As much as we might not like to admit it, money runs football. Not just in the darker corners of the game, either. Finances can make or break a club and will be the underlying factor in many decisions by owners across the game. It is considered greedy and uncouth to be motivated by money and the prospect that it dominates a sport loved so dearly by so many is an uncomfortable one.
It does though, of course. Football clubs at the top of the English game are businesses. They are run by business people. They also suffer from the bizarre concept of being treated as if they are a public service. The continued notion that they owe something to the fans is understandable, yet it is fading in relevance. A natural side effect of increased monetary wealth is a change in the way that fans are treated.
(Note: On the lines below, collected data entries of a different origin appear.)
//! Zone API Handlers

use axum::{
    Json,
    extract::{Path, State},
};
use validator::Validate;

use crate::auth::TenantId;
use crate::core::ServerState;
use crate::db::models::{DiningTable, TableUpsert, Zone, ZoneCreate};
use crate::db::repository::{dining_table, zone};
use crate::utils::{AppError, AppResult};

/// GET /api/zones - list zones, auto-provisioning a default floor plan on
/// first access
pub async fn list(
    State(state): State<ServerState>,
    TenantId(tenant): TenantId,
) -> AppResult<Json<Vec<Zone>>> {
    let zones = zone::ensure_default(&state.db.pool, &tenant).await?;
    Ok(Json(zones))
}

/// POST /api/zones - create a zone
pub async fn create(
    State(state): State<ServerState>,
    TenantId(tenant): TenantId,
    Json(payload): Json<ZoneCreate>,
) -> AppResult<Json<Zone>> {
    let zone = zone::create(&state.db.pool, &tenant, payload).await?;
    Ok(Json(zone))
}

/// GET /api/zones/{id}/tables - tables of a zone
pub async fn list_tables(
    State(state): State<ServerState>,
    TenantId(tenant): TenantId,
    Path(id): Path<i64>,
) -> AppResult<Json<Vec<DiningTable>>> {
    require_zone(&state, &tenant, id).await?;
    let tables = dining_table::find_by_zone(&state.db.pool, id).await?;
    Ok(Json(tables))
}

/// PUT /api/zones/{id}/layout - wholesale layout replace
///
/// Diffs the incoming table list against the stored one: removed ids are
/// deleted, the rest upserted.
pub async fn replace_layout(
    State(state): State<ServerState>,
    TenantId(tenant): TenantId,
    Path(id): Path<i64>,
    Json(payload): Json<Vec<TableUpsert>>,
) -> AppResult<Json<Vec<DiningTable>>> {
    for table in &payload {
        table.validate()?;
    }
    require_zone(&state, &tenant, id).await?;
    let tables = dining_table::replace_layout(&state.db.pool, id, payload).await?;
    Ok(Json(tables))
}

async fn require_zone(state: &ServerState, tenant: &str, id: i64) -> AppResult<()> {
    zone::find_by_id(&state.db.pool, tenant, id)
        .await?
        .ok_or_else(|| AppError::not_found(format!("Zone {id} not found")))?;
    Ok(())
}
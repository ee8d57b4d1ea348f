//! Reservation Settings Repository (per-tenant singleton)

use super::{RepoError, RepoResult};
use crate::db::models::{ReservationSettings, ReservationSettingsUpdate};
use sqlx::SqlitePool;

const SELECT: &str = "SELECT tenant_id, standard_time_enabled, standard_duration_minutes, \
                      simple_mode, daily_pax_limit FROM reservation_settings WHERE tenant_id = ?";

/// Load the tenant's settings, seeding schema defaults on first access
pub async fn get_or_default(pool: &SqlitePool, tenant_id: &str) -> RepoResult<ReservationSettings> {
    if let Some(settings) = sqlx::query_as::<_, ReservationSettings>(SELECT)
        .bind(tenant_id)
        .fetch_optional(pool)
        .await?
    {
        return Ok(settings);
    }

    sqlx::query("INSERT OR IGNORE INTO reservation_settings (tenant_id) VALUES (?)")
        .bind(tenant_id)
        .execute(pool)
        .await?;
    sqlx::query_as::<_, ReservationSettings>(SELECT)
        .bind(tenant_id)
        .fetch_optional(pool)
        .await?
        .ok_or_else(|| RepoError::Database("Failed to seed reservation settings".into()))
}

/// Replace the settings singleton
///
/// Structural validation only; existing reservations are never retroactively
/// re-validated against the new values.
pub async fn update(
    pool: &SqlitePool,
    tenant_id: &str,
    data: ReservationSettingsUpdate,
) -> RepoResult<ReservationSettings> {
    if data.daily_pax_limit < 0 {
        return Err(RepoError::Validation("daily_pax_limit must be >= 0".into()));
    }
    if data.standard_duration_minutes < 1 {
        return Err(RepoError::Validation(
            "standard_duration_minutes must be >= 1".into(),
        ));
    }

    sqlx::query(
        "INSERT INTO reservation_settings \
         (tenant_id, standard_time_enabled, standard_duration_minutes, simple_mode, daily_pax_limit) \
         VALUES (?, ?, ?, ?, ?) \
         ON CONFLICT (tenant_id) DO UPDATE SET \
         standard_time_enabled = excluded.standard_time_enabled, \
         standard_duration_minutes = excluded.standard_duration_minutes, \
         simple_mode = excluded.simple_mode, \
         daily_pax_limit = excluded.daily_pax_limit",
    )
    .bind(tenant_id)
    .bind(data.standard_time_enabled)
    .bind(data.standard_duration_minutes)
    .bind(data.simple_mode)
    .bind(data.daily_pax_limit)
    .execute(pool)
    .await?;

    get_or_default(pool, tenant_id).await
}
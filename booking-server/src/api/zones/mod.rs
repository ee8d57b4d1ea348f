//! Zone API Module

mod handler;

use axum::{Router, routing::get, routing::put};

use crate::core::ServerState;

pub fn router() -> Router<ServerState> {
    Router::new().nest("/api/zones", routes())
}

fn routes() -> Router<ServerState> {
    Router::new()
        .route("/", get(handler::list).post(handler::create))
        .route("/{id}/tables", get(handler::list_tables))
        .route("/{id}/layout", put(handler::replace_layout))
}
use crate::core::Config;
use crate::db::DbService;
use crate::utils::AppError;

/// Server state - shared by all request handlers
///
/// Cloning is cheap: the database service wraps a pooled connection handle.
#[derive(Clone)]
pub struct ServerState {
    pub config: Config,
    pub db: DbService,
}

impl ServerState {
    /// Initialize the server state
    ///
    /// Ensures the working directory structure exists, then opens the
    /// database (running migrations).
    pub async fn initialize(config: &Config) -> Result<Self, AppError> {
        config
            .ensure_work_dir_structure()
            .map_err(|e| AppError::internal(format!("Failed to create work directory: {e}")))?;

        let db_path = config.database_dir().join("booking.db");
        let db = DbService::new(&db_path.to_string_lossy()).await?;

        Ok(Self {
            config: config.clone(),
            db,
        })
    }
}
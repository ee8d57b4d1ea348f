//! API Route Modules
//!
//! # Structure
//!
//! - [`health`] - liveness check
//! - [`zones`] - floor model: zones and layout replace
//! - [`availability`] - read-only table/capacity availability
//! - [`reservations`] - booking entry point and staff day view
//! - [`settings`] - reservation settings singleton
//! - [`operating_days`] - per-weekday business hours

pub mod availability;
pub mod health;
pub mod operating_days;
pub mod reservations;
pub mod settings;
pub mod zones;

use crate::core::ServerState;
use axum::Router;

pub fn router() -> Router<ServerState> {
    Router::new()
        .merge(health::router())
        .merge(zones::router())
        .merge(availability::router())
        .merge(reservations::router())
        .merge(settings::router())
        .merge(operating_days::router())
}
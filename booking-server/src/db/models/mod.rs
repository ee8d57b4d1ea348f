//! Database Models
//!
//! Plain serde + sqlx rows, one file per entity, with Create/Update payload
//! structs next to the entity they describe.

pub mod dining_table;
pub mod operating_day;
pub mod promoter;
pub mod reservation;
pub mod reservation_settings;
pub mod zone;

pub use dining_table::{DiningTable, Point, TableShape, TableUpsert};
pub use operating_day::{OperatingDay, OperatingDayUpdate};
pub use promoter::Promoter;
pub use reservation::{CustomerContact, NewReservation, Reservation, ReservationStatus};
pub use reservation_settings::{ReservationSettings, ReservationSettingsUpdate};
pub use zone::{Zone, ZoneCreate};
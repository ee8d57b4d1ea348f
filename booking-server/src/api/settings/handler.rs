//! Reservation Settings API Handlers

use axum::{Json, extract::State};
use validator::Validate;

use crate::auth::TenantId;
use crate::core::ServerState;
use crate::db::models::{ReservationSettings, ReservationSettingsUpdate};
use crate::db::repository::settings;
use crate::utils::AppResult;

/// GET /api/settings - the tenant's reservation settings (seeded on first
/// access)
pub async fn get_settings(
    State(state): State<ServerState>,
    TenantId(tenant): TenantId,
) -> AppResult<Json<ReservationSettings>> {
    let cfg = settings::get_or_default(&state.db.pool, &tenant).await?;
    Ok(Json(cfg))
}

/// PUT /api/settings - replace the settings singleton
///
/// Structurally validated; existing reservations are never retroactively
/// invalidated by a settings change.
pub async fn update_settings(
    State(state): State<ServerState>,
    TenantId(tenant): TenantId,
    Json(payload): Json<ReservationSettingsUpdate>,
) -> AppResult<Json<ReservationSettings>> {
    payload.validate()?;
    let cfg = settings::update(&state.db.pool, &tenant, payload).await?;
    Ok(Json(cfg))
}
//! Operating Day Model
//!
//! One row per weekday (7 fixed rows per tenant), weekday 0 = Monday.
//! `close_time < open_time` means the window crosses midnight.

use serde::{Deserialize, Serialize};
use sqlx::FromRow;
use validator::Validate;

#[derive(Debug, Clone, Serialize, Deserialize, FromRow)]
pub struct OperatingDay {
    pub tenant_id: String,
    pub weekday: i64,
    pub is_open: bool,
    pub open_time: String,
    pub close_time: String,
}

/// Update payload for a single weekday row
#[derive(Debug, Clone, Serialize, Deserialize, Validate)]
pub struct OperatingDayUpdate {
    #[validate(range(min = 0, max = 6))]
    pub weekday: i64,
    pub is_open: bool,
    pub open_time: String,
    pub close_time: String,
}
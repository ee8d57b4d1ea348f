//! Core module - server configuration, state, and run loop
//!
//! - [`Config`] - server configuration
//! - [`ServerState`] - shared handler state
//! - [`Server`] - HTTP server

pub mod config;
pub mod server;
pub mod state;

pub use config::Config;
pub use server::Server;
pub use state::ServerState;
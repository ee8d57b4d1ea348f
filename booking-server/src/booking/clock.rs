//! Timezone Normalizer
//!
//! The client sends an ISO-8601 string that already encodes the intended UTC
//! instant. The venue's UTC offset in minutes (positive west of UTC, Mexico
//! City = 360) exists only so the server can independently derive the local
//! weekday and wall-clock time for the operating-calendar check. Offset
//! correction is applied exactly once, here.

use chrono::{DateTime, Datelike, Duration, NaiveDateTime, NaiveTime, Utc};

use super::BookingError;

/// A reservation instant in both frames: canonical UTC for storage and
/// comparison, local wall clock for calendar checks.
#[derive(Debug, Clone, Copy, PartialEq, Eq)]
pub struct NormalizedInstant {
    utc: DateTime<Utc>,
    local: NaiveDateTime,
}

impl NormalizedInstant {
    /// Canonical instant as Unix millis
    pub fn start_ms(&self) -> i64 {
        self.utc.timestamp_millis()
    }

    /// Local weekday index, 0 = Monday
    pub fn local_weekday(&self) -> usize {
        self.local.weekday().num_days_from_monday() as usize
    }

    /// Local wall-clock time
    pub fn local_time(&self) -> NaiveTime {
        self.local.time()
    }

    /// Local service date as the canonical YYYY-MM-DD string
    pub fn service_date(&self) -> String {
        self.local.date().format("%Y-%m-%d").to_string()
    }
}

/// Normalize a caller-supplied instant
///
/// Accepts RFC 3339 (`2025-03-01T19:00:00Z`, with or without sub-seconds or
/// an explicit offset) and the bare `YYYY-MM-DDTHH:MM[:SS]` forms, which are
/// read as UTC.
pub fn normalize(local_iso: &str, offset_minutes: i32) -> Result<NormalizedInstant, BookingError> {
    let utc = parse_instant(local_iso)
        .ok_or_else(|| BookingError::InvalidInstant(local_iso.to_string()))?;
    let local = utc.naive_utc() - Duration::minutes(offset_minutes as i64);
    Ok(NormalizedInstant { utc, local })
}

fn parse_instant(s: &str) -> Option<DateTime<Utc>> {
    if let Ok(dt) = DateTime::parse_from_rfc3339(s) {
        return Some(dt.with_timezone(&Utc));
    }
    for fmt in ["%Y-%m-%dT%H:%M:%S", "%Y-%m-%dT%H:%M"] {
        if let Ok(naive) = NaiveDateTime::parse_from_str(s, fmt) {
            return Some(naive.and_utc());
        }
    }
    None
}
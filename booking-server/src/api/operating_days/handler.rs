//! Operating Days API Handlers

use axum::{Json, extract::State};
use validator::Validate;

use crate::auth::TenantId;
use crate::core::ServerState;
use crate::db::models::{OperatingDay, OperatingDayUpdate};
use crate::db::repository::operating_day;
use crate::utils::AppResult;

/// GET /api/operating-days - the 7-row week (seeded on first access)
pub async fn get_week(
    State(state): State<ServerState>,
    TenantId(tenant): TenantId,
) -> AppResult<Json<Vec<OperatingDay>>> {
    let week = operating_day::get_week(&state.db.pool, &tenant).await?;
    Ok(Json(week))
}

/// PUT /api/operating-days - update one or more weekday rows
pub async fn update_week(
    State(state): State<ServerState>,
    TenantId(tenant): TenantId,
    Json(payload): Json<Vec<OperatingDayUpdate>>,
) -> AppResult<Json<Vec<OperatingDay>>> {
    for day in &payload {
        day.validate()?;
    }
    let week = operating_day::update_week(&state.db.pool, &tenant, &payload).await?;
    Ok(Json(week))
}
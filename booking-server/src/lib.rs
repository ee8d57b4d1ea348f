//! Booking Server - multi-tenant venue reservation service
//!
//! The admission pipeline for reservation requests: timezone
//! normalization, operating-calendar check, availability computation, and
//! an atomic booking transaction that makes double-booking impossible
//! under concurrent requests.
//!
//! # Module structure
//!
//! ```text
//! booking-server/src/
//! ├── core/     # configuration, state, HTTP server
//! ├── api/      # HTTP routes and handlers
//! ├── auth/     # tenant resolution
//! ├── booking/  # admission core: clock, calendar, availability, transaction
//! ├── db/       # SQLite pool, models, repositories
//! └── utils/    # errors, logging, time helpers
//! ```

pub mod api;
pub mod auth;
pub mod booking;
pub mod core;
pub mod db;
pub mod utils;

// Re-export public types
pub use booking::{BookingError, BookingRequest};
pub use core::{Config, Server, ServerState};
pub use db::DbService;
pub use utils::logger::{init_logger, init_logger_with_file};
pub use utils::{AppError, AppResult};
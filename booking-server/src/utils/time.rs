//! Time helpers
//!
//! All timestamps cross the repository boundary as `i64` Unix millis; local
//! service dates travel as `YYYY-MM-DD` strings. Conversions live here and in
//! the booking normalizer, nowhere else.

use chrono::{NaiveDate, NaiveTime};

use super::{AppError, AppResult};

/// Parse a date string (YYYY-MM-DD)
pub fn parse_date(date: &str) -> AppResult<NaiveDate> {
    NaiveDate::parse_from_str(date, "%Y-%m-%d")
        .map_err(|_| AppError::validation(format!("Invalid date format: {}", date)))
}

/// Parse a wall-clock time string (HH:MM)
pub fn parse_hhmm(time: &str) -> AppResult<NaiveTime> {
    NaiveTime::parse_from_str(time, "%H:%M")
        .map_err(|_| AppError::validation(format!("Invalid time format: {}", time)))
}

/// Format a date as the canonical YYYY-MM-DD service-date string
pub fn format_date(date: NaiveDate) -> String {
    date.format("%Y-%m-%d").to_string()
}

/// Current Unix millis
pub fn now_millis() -> i64 {
    chrono::Utc::now().timestamp_millis()
}
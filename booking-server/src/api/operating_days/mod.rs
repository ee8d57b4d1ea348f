//! Operating Days API Module

mod handler;

use axum::{Router, routing::get};

use crate::core::ServerState;

pub fn router() -> Router<ServerState> {
    Router::new().route(
        "/api/operating-days",
        get(handler::get_week).put(handler::update_week),
    )
}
That much is obvious in a multitude of areas, but it is noticable most jarringly on the pitch, where performances often show priorities that suggest financial – rather than sporting – motivation. Fans want trophies, they want to have the once-in-a-lifetime experience like that of Wigan Athletic’s 2013 FA Cup win. But winning the occasional trophy no longer matters to clubs near the top of the English game. Avoiding relegation, or even achieving a marginally higher league position, is so financially beneficial that it appears several rungs higher in the priority order for many clubs.
European football, particularly the Champions League, has always been a bit different. The incentives for the club’s ‘brand’ and hard cash rewards have made it a lucrative enough prospect.
The injection of yet more wealth into the Premier League could see this change. Money received from Premier League football now supersedes even the revenue that is available from the Champions League. In a finance-driven industry, this would immediately see a shift in the way that the respective competitions are approached.
It raises a question of football clubs, then. Just how far are they willing to go in prioritising their accounts ahead of silverware?
We have seen it impact the domestic game, and it won’t be long before English clubs are wondering whether progressing in European competition is worth risking their Premier League position for. Leicester continue to be the freak exception to the rule in this respect.
For the strongest teams, winning the Champions League will remain the pinnacle. For many of the rest, the increased financial rewards for Premier League success could make it harder to justify the demands of European football.
The prestige of taking on the continent’s best must overcome the desire for additional financial security if Premier League clubs are to treat European football as anything other than a distraction.